The literature has highlighted the need to achieve an R0 resection with the aim of improving the prognosis of patients with IGBC [1, 4, 20]. However, in our study, the survival of patients with regional RD was similar to that of patients with distant RD, even after an R0 resection. The favorable results of the R0 resections observed in some publications are probably due to the inclusion in the analysis of patients without RD. This observation may support the administration of preoperative chemotherapy to patients with suspected regional RD. Unfortunately, imaging tests are not very reliable for the preoperative detection of RD. This could be explained by the small size of the tumoral disease that in many cases may be microscopic. It has been suggested that delaying preoperative staging up to 3 months after cholecystectomy may improve their results [15].

Given the limitations of radiological staging, attempts have been made to establish the risk of RD from histological findings in the cholecystectomy specimen [7, 16].

Similar to other studies [1,2,3, 7, 8, 12], T-stage in our series was a significant prognostic factor of RD. The prognostic value of other histological variables is difficult to assess due to the high proportion of missing data in most published series [7, 12, 16, 21].

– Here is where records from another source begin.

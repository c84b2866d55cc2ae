//! Expression and declaration evaluation.

use std::rc::Rc;

use crate::ast::expression::{BinOp, Expr, InterpolatedPart, MatchArm, UnOp};
use crate::ast::pattern::{LiteralPattern, Pattern};
use crate::ast::{Decl, ImportDecl, ModuleDef, TypeDef};
use crate::error::{Error, Result, SourceLocation};

use super::env::{Env, Environment};
use super::value::{Closure, MapValue, RecordValue, Value};
use super::Evaluator;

In our series, besides T-stage, LVI and PNI were predictive factors of RDRD (Table 2). Together with the grade of differentiation, these are the factors used by Ethun et al. to develop the GBRS. The lack of significance of grade of differentiation in our study could be explained by the low proportion of patients with poorly differentiated tumors (12%). The incidence was 21% in the Ethun et al. study [16] and 40% in Creasy’s [7]. These data suggest relevant differences in patients’ characteristics among published series, which along with the problem of missing data can make it more difficult to obtain a useful score.

The GBRS could be calculated in 25 of the 59 patients (42.3%) and in this subgroup was the only predictive variable of RDRD (Table 3). The incidence of RDRD was significantly higher in high-risk patients than in intermediate-risk patients (80% vs 30%, p = 0.041). In T2-stage patients, the GBRS distinguished two groups with a difference in the incidence of RDRD, close to statistical significance (75% vs. 29.4%, p = 0.091). This observation may be especially relevant for clinical practice, since T2-stage [22] is the most frequent.

The recent reviews published by Søreide et al. [23] and Cherkassy et al. [24] emphasize the importance of tumor biology in the prognosis of patients with IGBC, as well as the need to select the patients who will undergo re-resection. In addition Cherkassky et al. propose a chemotherapy first approach in patients at high risk of micrometastatic disease. Therefore patients classified as high risk of RDRD by the GBRS could be eligible for this approach. In our series, three of the four T2-stage high-risk patients presented distant RD. However, this strategy should be indicated selectively, due to the risk of local progression or deterioration of functional status that could ultimately prevent re-resection.

Like other malignancies IGBC is a heterogeneous disease with various clinical and pathological presentations [25, 26]. In this scenario, a multiparameter score like GBRS could be a useful tool to complete a better prognostic assessment.

The present study has some obvious limitations due to its retrospective nature and the percentage of incomplete pathology data in the cholecystectomy specimen. However, data was prospectively collected and because of the statistical methodology used, it does not seem likely that the missing data could have introduced a significant bias in the results. However, given the sample size, the results should be considered with caution while waiting for new prospective studies to confirm the conclusions.

Conclusions

Regional RD, but not local RD, in patients with IGBC constitutes a significant poor prognostic factor, even after an R0 resection. In our study, GBRS has been shown to be effective in identifying patients at high risk of RDRD.